These pages offer an introduction to the research process at a very general level.

What is a ‘gap in the literature’?

The gap, also considered the missing piece or pieces in the research literature, is the area that has not yet been explored or is under-explored. This could be a population or sample (size, type, location, etc.), research method, data collection and/or analysis, or other research variables or conditions. For a more detailed definition, see the following:

How do you identify the gaps?

Conducting an exhaustive literature review is your first step. As you search for journal articles, you will need to read critically across the breadth of the literature to identify these gaps. You goal should be to find a ‘space’ or opening for contributing new research. The first step is gathering a broad range of research articles on your topic. You may want to look for research that approaches the topic from a variety of methods – qualitative, quantitative, or mixed methods. SAGE Research Methods Online, accessible on the Library’s A-Z Databases page, is an excellent source for learning about research methodology.

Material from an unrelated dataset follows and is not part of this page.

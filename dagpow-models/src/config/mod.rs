// Copyright (c) 2022 MASSA LABS <info@massa.net>

mod constants;

pub use constants::*;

Click the link below to access the database:

Using the search technique called nesting, you can add these words to your search and limit to the abstract of the articles to quickly identify research that uses different methods. To learn more strategies and how to take advantage of advanced search features in article databases, see the Library’s Research Methodology page.

Where can you locate research gaps?

As you begin to gather the literature, you will want to critically read for what has, and has not, been learned from the research. Use the Discussion and Future Research sections of the articles to understand what the researchers have found and where they point out future or additional research areas.

See this example below:

Screenshot of an article PDF with the "Suggestions for Future Research and Conclusion" section highlighted.

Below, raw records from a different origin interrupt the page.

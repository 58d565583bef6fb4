// Copyright (c) 2022 MASSA LABS <info@massa.net>

use std::{sync::Arc, time::Duration};

use dagpow_models::{
    test_exports::{make_block, make_chain},
    BlockWrapper, Difficulty, ImportOutcome, SyncState, SyncStatus,
};
use dagpow_sync_exports::{
    test_exports::{test_peer, FakePeers, MemoryBlockStore},
    MockChain, SyncChannels, SyncError, SyncEvent, SyncMessage,
};
use dagpow_time::DagTime;
use serial_test::serial;

use super::tools::{drain, new_block_message, quiet_config, sync_test, TestNetwork};

#[test]
#[serial]
fn test_cascade_resolves_reverse_order() {
    let net = TestNetwork::new();
    let peer = test_peer(1);
    let peer_rx = net.peers.create_fake_connection(peer);
    let blocks = make_chain(DagTime::from_ticks(0x1_0000), 3, 1);
    let (b1, b2, b3) = (blocks[0].clone(), blocks[1].clone(), blocks[2].clone());

    sync_test(quiet_config(), net.channels(), net.status.clone(), |controller, _events| {
        let outcome = controller
            .validate_and_add(BlockWrapper::from_peer(b3.clone(), 5, peer))
            .unwrap();
        assert_eq!(outcome, ImportOutcome::NoParent(b2.id()));
        let outcome = controller
            .validate_and_add(BlockWrapper::from_peer(b2.clone(), 5, peer))
            .unwrap();
        assert_eq!(outcome, ImportOutcome::NoParent(b1.id()));
        assert_eq!(controller.pending_count(), 2);
        assert_eq!(
            drain(&peer_rx),
            vec![
                SyncMessage::BlockRequest { hash: b2.id() },
                SyncMessage::BlockRequest { hash: b1.id() },
            ]
        );

        let outcome = controller
            .validate_and_add(BlockWrapper::from_peer(b1.clone(), 5, peer))
            .unwrap();
        assert_eq!(outcome, ImportOutcome::ImportedBest);
        assert_eq!(controller.pending_count(), 0);
    });
    assert_eq!(net.chain.imported(), vec![b1.id(), b2.id(), b3.id()]);
}

#[test]
#[serial]
fn test_duplicate_orphan_single_request() {
    let net = TestNetwork::new();
    let peer = test_peer(1);
    let peer_rx = net.peers.create_fake_connection(peer);
    let blocks = make_chain(DagTime::from_ticks(0x1_0000), 2, 7);

    sync_test(quiet_config(), net.channels(), net.status.clone(), |controller, _events| {
        for _ in 0..2 {
            let outcome = controller
                .validate_and_add(BlockWrapper::from_peer(blocks[1].clone(), 5, peer))
                .unwrap();
            assert_eq!(outcome, ImportOutcome::NoParent(blocks[0].id()));
        }
        assert_eq!(controller.pending_count(), 1);
        assert_eq!(
            drain(&peer_rx),
            vec![SyncMessage::BlockRequest {
                hash: blocks[0].id()
            }]
        );
    });
}

#[test]
#[serial]
fn test_missing_parent_asked_to_all_without_origin() {
    let net = TestNetwork::new();
    let rx_a = net.peers.create_fake_connection(test_peer(1));
    let rx_b = net.peers.create_fake_connection(test_peer(2));
    let blocks = make_chain(DagTime::from_ticks(0x1_0000), 2, 3);

    sync_test(quiet_config(), net.channels(), net.status.clone(), |controller, _events| {
        controller
            .validate_and_add(BlockWrapper::local(blocks[1].clone(), 5))
            .unwrap();
        let expected = vec![SyncMessage::BlockRequest {
            hash: blocks[0].id(),
        }];
        assert_eq!(drain(&rx_a), expected);
        assert_eq!(drain(&rx_b), expected);
    });
}

#[test]
#[serial]
fn test_relay_decrements_ttl_and_skips_origin() {
    let net = TestNetwork::new();
    let (a, b) = (test_peer(1), test_peer(2));
    let rx_a = net.peers.create_fake_connection(a);
    let rx_b = net.peers.create_fake_connection(b);
    let root = make_block(DagTime::from_ticks(0x1_0000), None, 1);
    let child = make_block(DagTime::from_ticks(0x2_0000), Some(root.id()), 2);
    let last_hop = make_block(DagTime::from_ticks(0x3_0000), Some(child.id()), 3);

    sync_test(quiet_config(), net.channels(), net.status.clone(), |controller, _events| {
        // first import reaches the best peer difficulty
        controller
            .validate_and_add(BlockWrapper::local(root.clone(), 5))
            .unwrap();
        assert_eq!(controller.sync_state(), SyncState::Done);
        assert!(drain(&rx_a).is_empty());
        assert!(drain(&rx_b).is_empty());

        controller.on_message(a, new_block_message(&child, 5));
        assert!(drain(&rx_a).is_empty());
        assert_eq!(drain(&rx_b), vec![new_block_message(&child, 4)]);

        controller.on_message(a, new_block_message(&last_hop, 1));
        assert!(drain(&rx_a).is_empty());
        assert!(drain(&rx_b).is_empty());
    });
    assert_eq!(net.chain.imported().len(), 3);
}

#[test]
#[serial]
fn test_no_relay_while_syncing() {
    let net = TestNetwork::new();
    net.chain.set_peer_best_difficulty(Difficulty(10));
    let (a, b) = (test_peer(1), test_peer(2));
    let _rx_a = net.peers.create_fake_connection(a);
    let rx_b = net.peers.create_fake_connection(b);
    let root = make_block(DagTime::from_ticks(0x1_0000), None, 1);

    sync_test(quiet_config(), net.channels(), net.status.clone(), |controller, _events| {
        controller.on_message(a, new_block_message(&root, 5));
        assert_eq!(controller.sync_state(), SyncState::Syncing);
        assert!(drain(&rx_b).is_empty());
    });
}

#[test]
#[serial]
fn test_sync_done_is_one_shot() {
    let net = TestNetwork::new();
    net.chain.set_peer_best_difficulty(Difficulty(2));
    let blocks = make_chain(DagTime::from_ticks(0x1_0000), 3, 11);

    sync_test(quiet_config(), net.channels(), net.status.clone(), |controller, events| {
        controller
            .validate_and_add(BlockWrapper::local(blocks[0].clone(), 5))
            .unwrap();
        assert_eq!(controller.sync_state(), SyncState::Syncing);
        assert!(events.try_recv().is_err());

        controller
            .validate_and_add(BlockWrapper::local(blocks[1].clone(), 5))
            .unwrap();
        assert_eq!(controller.sync_state(), SyncState::Done);
        assert_eq!(
            events.recv_timeout(Duration::from_secs(1)).unwrap(),
            SyncEvent::SyncDone
        );

        net.chain.set_peer_best_difficulty(Difficulty(100));
        controller
            .validate_and_add(BlockWrapper::local(blocks[2].clone(), 5))
            .unwrap();
        assert_eq!(controller.sync_state(), SyncState::Done);
        assert!(events.try_recv().is_err());
    });
}

#[test]
#[serial]
fn test_invalid_and_known_blocks() {
    let net = TestNetwork::new();
    let invalid = make_block(DagTime::from_ticks(0x1_0000), None, 1);
    let known = make_block(DagTime::from_ticks(0x2_0000), None, 2);
    net.chain.mark_invalid(invalid.id());
    net.chain.add_known(known.id());

    sync_test(quiet_config(), net.channels(), net.status.clone(), |controller, _events| {
        let outcome = controller
            .validate_and_add(BlockWrapper::from_peer(invalid.clone(), 5, test_peer(1)))
            .unwrap();
        assert_eq!(outcome, ImportOutcome::Invalid);
        let outcome = controller
            .validate_and_add(BlockWrapper::local(known.clone(), 5))
            .unwrap();
        assert_eq!(outcome, ImportOutcome::Exist);
        assert_eq!(controller.pending_count(), 0);
    });
    assert!(net.chain.imported().is_empty());
    assert!(net.peers.dropped().is_empty());
}

#[test]
#[serial]
fn test_malformed_block_drops_peer() {
    let net = TestNetwork::new();
    let peer = test_peer(1);
    let _rx = net.peers.create_fake_connection(peer);

    sync_test(quiet_config(), net.channels(), net.status.clone(), |controller, _events| {
        controller.on_message(
            peer,
            SyncMessage::NewBlock {
                raw_block: vec![0u8; 100],
                ttl: 3,
            },
        );
    });
    assert_eq!(net.peers.dropped(), vec![peer]);
    assert!(net.chain.imported().is_empty());
}

#[test]
#[serial]
fn test_chain_error_propagates() {
    let mut chain = MockChain::new();
    chain
        .expect_try_connect()
        .times(1)
        .returning(|_| Err(SyncError::ChainError("storage offline".into())));
    let channels = SyncChannels {
        chain: Box::new(chain),
        store: Box::new(MemoryBlockStore::new()),
        peers: Box::new(FakePeers::new()),
    };
    let block = make_block(DagTime::from_ticks(0x1_0000), None, 1);

    sync_test(
        quiet_config(),
        channels,
        Arc::new(SyncStatus::new()),
        |controller, _events| {
            let result = controller.validate_and_add(BlockWrapper::local(block, 5));
            assert!(matches!(result, Err(SyncError::ChainError(_))));
            assert_eq!(controller.sync_state(), SyncState::Syncing);
        },
    );
}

Continue to ask critical questions of your topic – who, what, when, where and how – about the population or setting, conditions or variables, methods or analysis, and measurement or outcomes. Also consider what has not been explored in the study and what may be a possible ‘gap’ or opening for your potential research and contribution to the topic. Use organizational tools such as charts or Venn diagrams to map out the research you find from scholarly articles. These methods may be helpful to organize what information you have found and what is shared among the literature, as well as to identify what areas may be missing in the research.

For additional examples, try a Roadrunner Search using this search string: ("Literature review") AND (gap*)

Screenshot of the Roadrunner Advanced Search with an example search for "future research" or gap.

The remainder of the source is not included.